The contract for the construction of the two dams was awarded to CMC di Ravena, a broke Italian company, on February 1, 2016.

Not only did Rotich approve the award of the contract to build the two dams to a bankrupt firm, but investigators say the company was also paid even before a feasibility study was done or land compensation was completed.

Public Investment Management

Yet, in August 2018, Rotich unveiled the Public Investment Management (PIM) guidelines which, for the first time, required that before a project is funded, a feasibility study, land acquisition and compensation, stakeholder management and other development partners be completed.

All the mega projects had been done without these regulations.

And after years of dithering, Rotich revamped the Public Debt Management Office, which he placed under a new director-general who would be responsible for public debt management and operations.

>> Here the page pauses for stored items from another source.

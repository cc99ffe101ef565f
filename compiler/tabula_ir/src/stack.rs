//! Stack growth for recursive tree algorithms.
//!
//! Parsing, rendering, traversal and evaluation all recurse once per level
//! of nesting, so an input like `!!!!...x` or `((((...))))` is bounded only by
//! its length. Each recursive step goes through [`ensure_sufficient_stack`],
//! which switches to a freshly allocated segment when the current one is
//! nearly exhausted.
//!
//! On WASM targets this is a passthrough.

/// Grow the stack when less than this remains (64KB).
const RED_ZONE: usize = 64 * 1024;

/// Size of each newly allocated stack segment (1MB).
const STACK_PER_RECURSION: usize = 1024 * 1024;

/// Run `f`, first growing the stack if the remaining space is below the red zone.
#[inline]
#[cfg(not(target_arch = "wasm32"))]
pub fn ensure_sufficient_stack<R>(f: impl FnOnce() -> R) -> R {
    stacker::maybe_grow(RED_ZONE, STACK_PER_RECURSION, f)
}

#[inline]
#[cfg(target_arch = "wasm32")]
pub fn ensure_sufficient_stack<R>(f: impl FnOnce() -> R) -> R {
    f()
}
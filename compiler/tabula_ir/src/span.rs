//! Source location spans.
//!
//! Formulas are single lines, but spans stay byte-based so diagnostics can
//! point into any input the shell hands over.

use std::fmt;

/// Error when a byte range cannot be represented by a [`Span`].
#[derive(Debug, Clone, PartialEq, Eq, thiserror::Error)]
pub enum SpanError {
    /// Span start position exceeds `u32::MAX`.
    #[error("span start {0} exceeds u32::MAX")]
    StartTooLarge(usize),
    /// Span end position exceeds `u32::MAX`.
    #[error("span end {0} exceeds u32::MAX")]
    EndTooLarge(usize),
}

/// Half-open byte range `start..end` into the formula source.
#[derive(Copy, Clone, Eq, PartialEq, Hash, Default)]
pub struct Span {
    pub start: u32,
    pub end: u32,
}

impl Span {
    /// Dummy span for trees built in code rather than parsed.
    pub const DUMMY: Span = Span { start: 0, end: 0 };

    #[inline]
    pub const fn new(start: u32, end: u32) -> Self {
        Span { start, end }
    }

    /// Try to create a span from a byte range.
    ///
    /// Returns an error if either bound exceeds `u32::MAX`.
    #[inline]
    pub fn try_from_range(range: std::ops::Range<usize>) -> Result<Self, SpanError> {
        let start =
            u32::try_from(range.start).map_err(|_| SpanError::StartTooLarge(range.start))?;
        let end = u32::try_from(range.end).map_err(|_| SpanError::EndTooLarge(range.end))?;
        Ok(Span { start, end })
    }

    /// Create a point span (zero-length), used for end of input.
    #[inline]
    pub const fn point(offset: u32) -> Span {
        Span {
            start: offset,
            end: offset,
        }
    }

    /// Convert to a `std::ops::Range` for slicing and diagnostics.
    #[inline]
    pub fn to_range(&self) -> std::ops::Range<usize> {
        self.start as usize..self.end as usize
    }
}

impl fmt::Debug for Span {
    fn fmt(&self, f: &mut fmt::Formatter<'_>) -> fmt::Result {
        write!(f, "{}..{}", self.start, self.end)
    }
}

impl fmt::Display for Span {
    fn fmt(&self, f: &mut fmt::Formatter<'_>) -> fmt::Result {
        write!(f, "{}..{}", self.start, self.end)
    }
}

#[cfg(target_pointer_width = "64")]
mod size_asserts {
    use super::Span;
    crate::static_assert_size!(Span, 8);
}

#[cfg(test)]
mod tests;
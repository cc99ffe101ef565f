//! Raw Token Definition
//!
//! The `RawToken` enum is the logos-derived tokenizer output before
//! conversion to [`TokenKind`].

use logos::Logos;
use tabula_ir::TokenKind;

/// Raw token from logos.
///
/// `Stray` matches the pieces of an arrow that never became one (`-`, `<`,
/// `<-`, `>`). Longest match means `->` and `<->` always win over it.
#[derive(Logos, Debug, Clone, Copy, PartialEq, Eq)]
#[logos(skip r"[ \t\r\n\f]+")]
pub(crate) enum RawToken {
    #[token("(")]
    LParen,
    #[token(")")]
    RParen,

    #[token("0")]
    False,
    #[token("1")]
    True,

    #[token("!")]
    Bang,
    #[token("&")]
    Amp,
    #[token("|")]
    Pipe,
    #[token("^")]
    Caret,
    #[token("->")]
    Arrow,
    #[token("<->")]
    DoubleArrow,

    #[regex(r"<-?|-|>")]
    Stray,

    #[regex(r"[A-Za-z_][A-Za-z0-9_]*")]
    Ident,
}

impl RawToken {
    /// The final token kind, or `None` for a stray arrow fragment.
    pub(crate) fn kind(self) -> Option<TokenKind> {
        let kind = match self {
            RawToken::LParen => TokenKind::LParen,
            RawToken::RParen => TokenKind::RParen,
            RawToken::False => TokenKind::Literal(false),
            RawToken::True => TokenKind::Literal(true),
            RawToken::Bang => TokenKind::Not,
            RawToken::Amp => TokenKind::And,
            RawToken::Pipe => TokenKind::Or,
            RawToken::Caret => TokenKind::Xor,
            RawToken::Arrow => TokenKind::Implies,
            RawToken::DoubleArrow => TokenKind::Iff,
            RawToken::Ident => TokenKind::Variable,
            RawToken::Stray => return None,
        };
        Some(kind)
    }
}
//! The `table`, `lex` and `parse` commands.
//!
//! Each command takes the formula text and writes its result to `out`; the
//! caller owns stdout and decides how failures are reported.

use std::io::Write;

use tabula_eval::{
    check_capacity, collect_operators, collect_variables, count_operators, enumerate_table,
    TruthTable,
};
use tabula_ir::Expr;
use tracing::debug;

use crate::CliError;

/// Lex and parse `source` into an expression.
///
/// # Errors
///
/// Returns [`CliError::Lex`] or [`CliError::Parse`].
pub fn parse_formula(source: &str) -> Result<Expr, CliError> {
    let tokens = tabula_lexer::lex(source)?;
    let expr = tabula_parse::parse_with_hint(&tokens, source)?;
    Ok(expr)
}

/// Print the operation count, the numbered subformulas and the truth table.
///
/// With `table_only`, print just the header and the rows.
///
/// # Errors
///
/// Any lexical, syntax, capacity, evaluation or write failure.
#[tracing::instrument(level = "debug", skip_all)]
pub fn run_table<W: Write>(source: &str, table_only: bool, out: &mut W) -> Result<(), CliError> {
    let expr = parse_formula(source)?;
    let variables = collect_variables(&expr);
    check_capacity(&variables)?;
    let variables: Vec<String> = variables.into_iter().collect();
    let formulas = collect_operators(&expr);
    debug!(
        variables = variables.len(),
        formulas = formulas.len(),
        "tabulating"
    );
    let table = enumerate_table(&variables, &formulas)?;

    if !table_only {
        writeln!(out)?;
        writeln!(out, "{} operations", count_operators(&expr))?;
        for (index, formula) in formulas.iter().enumerate() {
            writeln!(out, "F{} = {formula}", index + 1)?;
        }
        writeln!(out)?;
    }
    write_table(&table, out)?;
    Ok(())
}

/// Header row then one line per assignment, cells separated by tabs.
fn write_table<W: Write>(table: &TruthTable, out: &mut W) -> std::io::Result<()> {
    let header: Vec<String> = table
        .variables()
        .iter()
        .cloned()
        .chain((1..=table.formula_count()).map(|index| format!("F{index}")))
        .collect();
    writeln!(out, "{}", header.join("\t"))?;

    let mut line = String::with_capacity(table.width() * 2);
    for row in table.rows() {
        line.clear();
        for (column, &cell) in row.iter().enumerate() {
            if column > 0 {
                line.push('\t');
            }
            line.push(if cell { '1' } else { '0' });
        }
        writeln!(out, "{line}")?;
    }
    Ok(())
}

/// Print one token per line as `Kind @ start..end`, with variable names.
///
/// # Errors
///
/// A lexical or write failure.
pub fn run_lex<W: Write>(source: &str, out: &mut W) -> Result<(), CliError> {
    let tokens = tabula_lexer::lex(source)?;
    for token in &tokens {
        match token.kind {
            tabula_ir::TokenKind::Variable => {
                writeln!(out, "{token:?} `{}`", tokens.text(token.span))?;
            }
            _ => writeln!(out, "{token:?}")?,
        }
    }
    Ok(())
}

/// Print the canonical rendering of the formula.
///
/// # Errors
///
/// A lexical, syntax or write failure.
pub fn run_parse<W: Write>(source: &str, out: &mut W) -> Result<(), CliError> {
    let expr = parse_formula(source)?;
    writeln!(out, "{expr}")?;
    Ok(())
}
//! Parse error types.
//!
//! A `ParseError` records WHERE (`span`) and WHAT (`kind`), plus an optional
//! caller-supplied hint that is appended to the message. The hint never
//! affects whether parsing succeeds.

use std::fmt;

use tabula_ir::{Span, TokenKind};

/// A syntax error in a well-lexed formula.
#[derive(Clone, Debug, Eq, PartialEq, Hash, thiserror::Error)]
pub struct ParseError {
    pub kind: ParseErrorKind,
    pub span: Span,
    pub hint: Option<String>,
}

/// What kind of syntax error occurred.
#[derive(Clone, Copy, Debug, Eq, PartialEq, Hash, thiserror::Error)]
pub enum ParseErrorKind {
    /// An operand was expected but an operator or `)` was found.
    #[error("expected an operand, found {found}")]
    UnexpectedToken { found: TokenKind },
    /// Input ended where an operand was expected.
    #[error("unexpected end of input, expected an operand")]
    UnexpectedEof,
    /// A `(` without its matching `)`. The span points at the `(`.
    #[error("unclosed `(`")]
    UnclosedParen,
    /// A complete formula was followed by more tokens.
    #[error("expected end of input, found {found}")]
    TrailingInput { found: TokenKind },
}

impl ParseError {
    pub fn new(kind: ParseErrorKind, span: Span) -> Self {
        ParseError {
            kind,
            span,
            hint: None,
        }
    }

    /// Attach a hint; an empty hint is ignored.
    #[must_use]
    pub fn with_hint(mut self, hint: &str) -> Self {
        if !hint.is_empty() {
            self.hint = Some(hint.to_owned());
        }
        self
    }

    /// Message without location or hint, for diagnostic labels.
    pub fn label(&self) -> String {
        self.kind.to_string()
    }
}

impl fmt::Display for ParseError {
    fn fmt(&self, f: &mut fmt::Formatter<'_>) -> fmt::Result {
        write!(f, "{} at {}", self.kind, self.span)?;
        if let Some(hint) = &self.hint {
            write!(f, " in `{hint}`")?;
        }
        Ok(())
    }
}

Another office that was created at the National Treasury, and filled up, was that of Public-Private Partnership (PPP), as the state moved to steer clear of debt-driven projects.

But it was too little, too late for Rotich.

When Kenyatta read gave the State of the Nation address, there were less than nine months to the general elections on August 9, 2022, and the President, who had teamed up with his former nemesis, former Prime Minister Raila Odinga and fallen out with his deputy.

He had also ruthlessly purged some of his erstwhile lieutenants from the power Parliamentary committees and hounded others in court for various improprieties.

Uhuru’s graft axe would occasionally land on some of Ruto’s allies, with the deputy president decrying what he thought was political witch hunt.

In recent public utterances, Ruto has vowed to to free the Directorate of Criminal Investigations and the Kenya Revenue Authority (KRA) from he thinks is state capture.

“We have witnessed the criminalisation of enterprises,” Ruto.